JAKARTA, denai.id –
DPR akhirnya menyetujui Rancangan Undang-Undang (RUU) Kesehatan sebagai
inisiatif legislatif. Hanya Partai Keadilan Sejahtera (PKS) yang menolak RUU itu.
Di sisi lain, penolakan juga sudah lama dilakukan organisasi profesi kesehatan.
Ansory Siregar, anggota Fraksi PKS DPR, mengatakan bahwa partainya menyoroti munculnya pasal 395 pada RUU Kesehatan yang berbunyi: dalam hal pelaksanaan kegiatan penanggulangan wabah mengakibatkan kerugian harta benda pada masyarakat, pemerintah pusat harus memberikan ganti rugi.

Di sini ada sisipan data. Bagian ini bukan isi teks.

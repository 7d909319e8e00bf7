//! Growable contiguous vector with position cursors.
//!
//! `cursor-vec` provides [`Vector<T>`], a heap buffer of live elements
//! followed by spare capacity, together with four random-access cursor
//! types that address positions inside that buffer.
//!
//! # Cursor types
//!
//! - [`Cursor<T>`] — read-only, walks front to back
//! - [`CursorMut<T>`] — writable, wraps a [`Cursor<T>`]
//! - [`RevCursor<T>`] — read-only, walks back to front
//! - [`RevCursorMut<T>`] — writable, wraps a [`RevCursor<T>`]
//!
//! Cursors are plain positions: they do not borrow the vector, so moving
//! them is safe while reading or writing through them is `unsafe`. Any
//! reallocation invalidates all of them; insertion and erasure invalidate
//! those at or after the mutated position. Nothing tracks this at runtime.
//!
//! # Key properties
//!
//! - **Amortized growth**: appends double the capacity (`0 -> 1 -> 2 -> 4`)
//! - **Exact reservation**: [`Vector::reserve`], [`Vector::resize`] and
//!   [`Vector::insert`] allocate exactly what is asked
//! - **Per-element relocation**: growth moves each element, never aliases
//! - **Fallible allocation**: growth returns [`AllocError`] instead of aborting
//!
//! # Example
//!
//! ```
//! use cursor_vec::Vector;
//!
//! let mut v = Vector::from_elem(3, 7)?;
//! assert_eq!(v.capacity(), 3);
//!
//! v.push_back(9)?;
//! assert_eq!(v.capacity(), 6);
//!
//! let pos = v.begin_mut() + 1;
//! v.insert(pos, 1)?;
//! assert_eq!(v.to_string(), "7 1 7 7 9");
//!
//! let back: Vec<i32> = {
//!     let mut out = Vec::new();
//!     let mut it = v.rbegin();
//!     while it != v.rend() {
//!         out.push(unsafe { *it.get() });
//!         it.inc();
//!     }
//!     out
//! };
//! assert_eq!(back, [9, 7, 7, 1, 7]);
//! # Ok::<(), cursor_vec::AllocError>(())
//! ```

#![deny(missing_docs)]

mod cursor;
mod error;
mod iter;
mod raw;
mod rev_cursor;
mod vector;

pub use cursor::{Cursor, CursorMut, Position};
pub use error::AllocError;
pub use iter::IntoIter;
pub use rev_cursor::{RevCursor, RevCursorMut};
pub use vector::Vector;

#[cfg(test)]
mod tests;
impl<'a, T> IntoIterator for &'a Vector<T> {
    type Item = &'a T;
    type IntoIter = std::slice::Iter<'a, T>;

    fn into_iter(self) -> Self::IntoIter {
        self.iter()
    }
}

impl<'a, T> IntoIterator for &'a mut Vector<T> {
    type Item = &'a mut T;
    type IntoIter = std::slice::IterMut<'a, T>;

    fn into_iter(self) -> Self::IntoIter {
        self.iter_mut()
    }
}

Menurut dia, hal itu merupakan bentuk pelepasan tanggung jawab negara terhadap rakyat di masa sulit. Sebab, dalam kondisi sulit, sangat mungkin rakyat akan kesulitan mengakses kebutuhan dasar. Pemberian ganti rugi tidak akan menyelesaikan masalah rakyat saat itu.
”Frasa ganti rugi memungkinkan terjadinya penundaan atau pemenuhan kebutuhan yang tidak mencukupi," terangnya. PKS juga mempersoalkan penugasan pemerintah kepada BPJS yang merupakan badan hukum publik dan bersifat independen.
Penolakan juga tampak dalam aksi demonstrasi di depan gedung DPR kemarin. Demo dilakukan Konfederasi Rakyat Pekerja Indonesia (KRPI). Mereka memandang RUU Kesehatan akan mengerdilkan BPJS.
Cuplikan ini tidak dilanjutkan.